DeKalb NAACP calls for revocation of permit for Sons of Confederate Veterans event

Eventually, the Stone Mountain Action Coalition wants at least the consideration of modifying or removing the giant Confederate carving that looms over the park. (Emil Moffatt/WABE)

Stone Mountain, GA — The DeKalb NAACP is speaking out against the Stone Mountain Memorial Association’s decision to award a permit to the Sons of Confederate Veterans for a memorial service on April 30.

The Stone Mountain Memorial Association, which operates the park, says this is an annual request.

“The Sons of Confederate Veterans have made this request annually for decades to hold a memorial service in the park on or near Confederate Memorial Day,” SMMA told Tucker Observer. “In all candor, those services tend to be small and respectful.  This is of course a state park and the park does contain a Confederate memorial, as well as perhaps the world’s largest monument to the Confederacy.”

The DeKalb NAACP said the Stone Mountain Memorial Association is perpetuating a lie about the Civil War by allowing the event.

“The SMMA has been consistent in their perpetuation of past distortion of history with ‘The Lost Cause’ theory,” the DeKalb NAACP said in a press release. “A revisionist history that gained popularity in the 1890s, that recast the Confederacy’s defeat in a treasonous war for slavery as the real reason for the Civil War.”

NAACP President Lance Hammonds said the permit should be revoked.

“We believe that Stone Mountain Park will never be a symbol of unity in Georgia until the Stone Mountain Memorial Association is prepared to tell the whole truth about the Civil War,” Hammonds said.

He added that, “Germany does not allow the Nazi celebrations in that country because of the remembrance of the racial terror. We need to work against this celebration to allow the racial healing in this country to take place.”

The SMMA said media coverage of the event before prior events brought out demonstrators and counter-demonstrators.

“It is in essence pre-event news coverage of this event in prior years (before the pandemic and prior to the summer of racial justice police protests) with the resulting SCV members, protesters, and counter-protesters threatening one another, which began to create the clear and present danger situation, and that is still of concern to all of us. Social media also plays a significant role in fanning those flames…on both sides,” the SMMA said. “COVID-19 was also an issue last year.”

The SMMA anticipates more event requests.

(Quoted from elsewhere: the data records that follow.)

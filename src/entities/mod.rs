//! Entity module - Contains all SeaORM entity definitions for the database.
//! These entities represent the persisted users, guilds, their membership junction
//! and the migration bookkeeping table.

pub mod guild;
pub mod schema_migration;
pub mod user;
pub mod user_guild;

// Re-export specific types to avoid conflicts
pub use guild::{Column as GuildColumn, Entity as Guild, Model as GuildModel};
pub use schema_migration::{
    Column as SchemaMigrationColumn, Entity as SchemaMigration, Model as SchemaMigrationModel,
};
pub use user::{Column as UserColumn, Entity as User, Model as UserModel};
pub use user_guild::{Column as UserGuildColumn, Entity as UserGuild, Model as UserGuildModel};
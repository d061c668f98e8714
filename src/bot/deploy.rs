//! Publishing command schemas to Discord.
//!
//! Guild-scoped registration shows up immediately and is meant for development.
//! Global registration can take up to an hour to reach every client.

use crate::{
    bot::command::{CommandDescriptor, OptionKind, OptionSpec},
    errors::Result,
};
use poise::serenity_prelude::{
    Command, CommandOptionType, CreateCommand, CreateCommandOption, GuildId, Http,
};
use tracing::{info, instrument, warn};

/// Where commands are registered.
#[derive(Debug, Clone, Copy, PartialEq, Eq)]
pub enum Scope {
    /// A single guild
    Guild(GuildId),
    /// Every guild and DM
    Global,
}

impl Scope {
    /// Guild scope when a development guild is configured, global otherwise.
    #[must_use]
    pub fn from_config(guild_id: Option<u64>) -> Self {
        guild_id.map_or(Self::Global, |id| Self::Guild(GuildId::new(id)))
    }
}

const fn option_type(kind: OptionKind) -> CommandOptionType {
    match kind {
        OptionKind::User => CommandOptionType::User,
        OptionKind::String => CommandOptionType::String,
        OptionKind::Integer => CommandOptionType::Integer,
    }
}

fn create_option(spec: &OptionSpec) -> CreateCommandOption {
    let mut option = CreateCommandOption::new(option_type(spec.kind), spec.name, spec.description)
        .required(spec.required);
    if let Some(min) = spec.min_value {
        option = option.min_int_value(min);
    }
    if let Some(max) = spec.max_value {
        option = option.max_int_value(max);
    }
    option
}

/// The registration payload for one descriptor.
#[must_use]
pub fn create_command(descriptor: &CommandDescriptor) -> CreateCommand {
    let mut command = CreateCommand::new(descriptor.name).description(descriptor.description);
    if let Some(permission) = descriptor.required_permission {
        command = command.default_member_permissions(permission);
    }
    descriptor
        .options
        .iter()
        .fold(command, |command, option| command.add_option(create_option(option)))
}

/// Replaces the commands registered in `scope` with `descriptors`.
#[instrument(skip(http, descriptors))]
pub async fn deploy(http: &Http, descriptors: &[CommandDescriptor], scope: Scope) -> Result<usize> {
    let commands: Vec<CreateCommand> = descriptors.iter().map(create_command).collect();
    info!(count = commands.len(), "Started refreshing application (/) commands");

    let deployed = match scope {
        Scope::Guild(guild_id) => guild_id.set_commands(http, commands).await?,
        Scope::Global => {
            let deployed = Command::set_global_commands(http, commands).await?;
            warn!("Global commands may take up to one hour to propagate");
            deployed
        }
    };

    info!(count = deployed.len(), "Successfully reloaded application (/) commands");
    Ok(deployed.len())
}

/// Removes every command registered in `scope`.
#[instrument(skip(http))]
pub async fn remove(http: &Http, scope: Scope) -> Result<()> {
    match scope {
        Scope::Guild(guild_id) => {
            guild_id.set_commands(http, Vec::new()).await?;
            info!(%guild_id, "Removed all guild commands");
        }
        Scope::Global => {
            Command::set_global_commands(http, Vec::new()).await?;
            info!("Removed all global commands");
        }
    }
    Ok(())
}

#[cfg(test)]
mod tests {
    use super::*;
    use crate::bot::commands;
    use serde_json::Value;

    fn payload(name: &str) -> Value {
        let descriptors = commands::all();
        let descriptor = descriptors
            .iter()
            .find(|d| d.name == name)
            .map(create_command);
        serde_json::to_value(descriptor).unwrap_or(Value::Null)
    }

    #[test]
    fn test_scope_from_config() {
        assert_eq!(Scope::from_config(None), Scope::Global);
        assert_eq!(
            Scope::from_config(Some(300_000_000_000_000_001)),
            Scope::Guild(GuildId::new(300_000_000_000_000_001))
        );
    }

    #[test]
    fn test_clear_payload_carries_bounds_and_permission() {
        let clear = payload("clear");

        assert_eq!(clear["name"], "clear");
        assert_eq!(clear["options"][0]["name"], "amount");
        assert_eq!(clear["options"][0]["required"], true);
        assert_eq!(clear["options"][0]["min_value"], 1);
        assert_eq!(clear["options"][0]["max_value"], 100);
        assert!(!clear["default_member_permissions"].is_null());
    }

    #[test]
    fn test_ping_payload_has_no_options() {
        let ping = payload("ping");
        assert_eq!(ping["description"], "Replies with Pong! and shows bot latency");
        assert!(ping["options"].as_array().is_none_or(Vec::is_empty));
    }
}
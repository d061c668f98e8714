//! Bookkeeping for the strict migration runner: one row per applied step.

use sea_orm::entity::prelude::*;
use serde::{Deserialize, Serialize};

/// Applied migration record
#[derive(Clone, Debug, PartialEq, Eq, DeriveEntityModel, Serialize, Deserialize)]
#[sea_orm(table_name = "schema_migrations")]
pub struct Model {
    /// Step version, ascending
    #[sea_orm(primary_key, auto_increment = false)]
    pub version: i32,
    /// Step name, e.g. `create_users_table`
    pub name: String,
    /// When the step ran
    pub applied_at: DateTimeUtc,
}

/// `SchemaMigration` has no relationships with other entities
#[derive(Copy, Clone, Debug, EnumIter, DeriveRelation)]
pub enum Relation {}

impl ActiveModelBehavior for ActiveModel {}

“As we continue to move back towards a new normal, we will begin to receive more requests for gatherings and parades from all quarters, and unless law enforcement intelligence issues us a warning of potential violence or a ‘clear and present danger,’ then we will err towards maintaining an open and welcoming environment,” the SMMA said. “The SCV is planning a brief morning service on Saturday, April 30th, on the lawn in front of the carving. Their service duration will likely be less than a couple of hours.  We are clear that the Stone Mountain Action Coalition, NAACP, and other entities would prefer any and all recognition of the Confederacy be removed from the park, but we will continue to follow state law as well as honor the First Amendment rights of all Georgians. During the Deal Administration, the state did end official recognition of the holiday. Green spaces should be about peace, tranquility, and celebration of life. That goes on almost every day in Stone Mountain Park and gains almost no attention.”